Le directeur indépendant, rédacteur en chef de Easy Rider, collaborateur et ami d'Orson Welles est décédé à l'âge de 87 ans

Certes, aux cinéphiles actuels, à moins que certains enseignants inspirés ne le fassent pas étudier à l'université, le nom d'Henry Jaglome, décédé le 22 septembre à l'âge de 87 ans, dira peu ou rien. Pourtant, il a été l'un des représentants les plus intéressants du cinéma indépendant américain et, notamment, il a réalisé et collaboré avec Jack Nicholson, Dennis Hopper et Orson Welles (aux conversations avec ce dernier entre 1983 et 1985, a dédié le livre « My Lungs with Orson. Conversations Beneween Henry Jaglom et Orson Welles », publiée en 2013).

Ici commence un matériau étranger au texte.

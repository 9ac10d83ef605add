// SPDX-License-Identifier: MPL-2.0
use crate::args::CliArgs;
use anyhow::{bail, Result};
use std::path::{Path, PathBuf};

/// Subvolume the installed system is moved into, mounted at `/`.
pub const ROOT_SUBVOL: &str = "@";
/// Subvolume reserved for snapshot storage, mounted at `/.snapshots`.
pub const SNAPSHOT_SUBVOL: &str = "@snapshots";
/// Directory inside the root subvolume that `@snapshots` is mounted over.
/// Snapshot tooling expects this path to pre-exist as a plain directory.
pub const SNAPSHOT_MOUNT_DIR: &str = ".snapshots";

const MOUNT_POINT: &str = "/run/snapshot-prep";

/// Immutable description of one migration run, threaded through every
/// component call.
///
/// The tool owns `mount_point` and all submounts beneath it for the run's
/// duration. Exclusive access is assumed; concurrent invocations are not
/// supported.
#[derive(Debug)]
pub struct Config {
	pub root_device: PathBuf,
	pub boot_device: PathBuf,
	pub efi_device: Option<PathBuf>,
	pub mount_point: PathBuf,
}

impl Config {
	pub fn new(args: CliArgs) -> Result<Self> {
		require_device(&args.root_device)?;
		require_device(&args.boot_device)?;
		if let Some(efi_device) = &args.efi_device {
			require_device(efi_device)?;
		}
		Ok(Config {
			root_device: args.root_device,
			boot_device: args.boot_device,
			efi_device: args.efi_device,
			mount_point: PathBuf::from(MOUNT_POINT),
		})
	}

	/// Path of the root subvolume under the mounted top-level view.
	pub fn root_subvol_path(&self) -> PathBuf {
		self.mount_point.join(ROOT_SUBVOL)
	}

	/// Path of the snapshot subvolume under the mounted top-level view.
	pub fn snapshot_subvol_path(&self) -> PathBuf {
		self.mount_point.join(SNAPSHOT_SUBVOL)
	}
}

fn require_device(device: &Path) -> Result<()> {
	if !device.exists() {
		bail!("device {} does not exist", device.display());
	}
	Ok(())
}
// SPDX-License-Identifier: MPL-2.0
use anyhow::{bail, Context, Result};

/// External binaries the pipeline invokes, referenced from the modules that
/// spawn them so a new call site extends this list at its definition. Checked
/// up front so a missing tool is reported before anything has been mutated.
const REQUIRED_TOOLS: &[&str] = &[
	crate::fstab::BLKID,
	crate::relocate::MV,
	crate::bootgen::CHROOT,
	crate::bootgen::GRUB_MKCONFIG,
	crate::bootgen::MKINITCPIO,
];

/// Verifies privilege and tool availability. No side effects; must run
/// before any mutating step.
pub fn check_environment() -> Result<()> {
	if unsafe { libc::geteuid() } != 0 {
		bail!("this tool mounts block devices and rewrites the boot path; run it as root");
	}
	for tool in REQUIRED_TOOLS {
		which::which(tool)
			.with_context(|| format!("required tool `{tool}` not found in PATH"))?;
	}
	Ok(())
}
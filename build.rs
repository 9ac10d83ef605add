use clap::IntoApp;
use clap_complete::{
	generate_to,
	shells::{Bash, Fish, Zsh},
};

// Pulls in CliArgs and its `clap::Parser` + `std::path::PathBuf` imports.
include!("src/args.rs");

fn main() {
	let outdir = PathBuf::from("target");
	let mut cmd = CliArgs::command();
	let path = generate_to(Bash, &mut cmd, "snapshot-prep", &outdir)
		.expect("failed to generate bash completions");
	println!("cargo:warning=bash completion file generated: {:?}", path);
	let path = generate_to(Zsh, &mut cmd, "snapshot-prep", &outdir)
		.expect("failed to generate zsh completions");
	println!("cargo:warning=zsh completion file generated: {:?}", path);
	let path = generate_to(Fish, &mut cmd, "snapshot-prep", outdir)
		.expect("failed to generate fish completions");
	println!("cargo:warning=fish completion file generated: {:?}", path);
}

Mais souvenons-nous ensemble de la carrière de ce réalisateur, dramaturge, éditeur et scénariste.

Qui était Henry Jaglom

Born in London from a Jewish family and emigrated child in America with the family, Henry Jaglom after graduating in 1963 from the University of Pennsylvania follows the Lee Strasberg lessons in New York at Actors Studio, with whom he began his actor career at the theater up to the transfer to Los Angeles, where he appears in numerous TV series of the period, such as Gidget and The Flying Nun, The Psychedelic Psych-out: the veil Sur le ventre de Richard Rush, Yellow 33 de Jack Nicholson et le dernier film de Dennis Hopper, entre autres, entrant dans le circuit de cinéma indépendant qui caractérisera également sa carrière de réalisateur. Pour Welles, qu'il dirigera en tant que réalisateur, il est l'un des protagonistes de l'incomplet et non publié pendant près d'un demi-siècle à l'autre côté du vent. Pour lui donner la poussée de passer de l'action à la direction, Jaglome lui-même a dit la vision de 8 et 1/2 de Fellini, qui lui fait comprendre que c'est ce qu'il veut faire dans la vie. Les débuts derrière la caméra arrivent en 1971 avec un endroit calme, où il dirige Mardi Weld, Jack Nicholson et Orson Welles. Cinq ans plus tard, il signe l'un de ses films les plus célèbres, l'un des premiers à faire face à la question de Post-Vietnam Trauma, Tracks – Long Tracks of Madness, dont le protagoniste est Dennis Hopper en tant que vétéran. Avec Nicholson en 1969, il a travaillé sur l'édition du Mémier Easy Rider. Le troisième film, une comédie, Sitting Ducks, est également un succès commercial et trois ans plus tard, Jaglom réalise Cherry Pie?, Karen Black, une splendide diva indépendante américaine. Même s'il ne dit plus dans les films des autres, Jaglom apparaît toujours dans ses œuvres les plus personnelles: toujours, quelqu'un à aimer (1987, sur la photo, avec la dernière performance d'Orson Welles), les premières images de la nouvelle année, David Duchovny et Venice / Venice First Film. En 1997 à Déjà Vu, Vanessa Redgrave dirige avec sa mère Rachel Kempson. Tout au long du réalisateur, il signe 23 films, dont un entièrement tourné à Cannes et intitulé Festival à Cannes. Sa dernière direction avec Train to Zakopane remonte à 2017, tirée de sa pièce théâtrale. En fait, Jaglom – qui écrit tous ses films – soutient avec succès celui du comédiographe. Henry-Alex Rubin et Jeremy Workman, qui est Henry Jaglom, présenté à de nombreux festivals internationaux, a été dédié à sa figure multiforme et intéressante en 1995.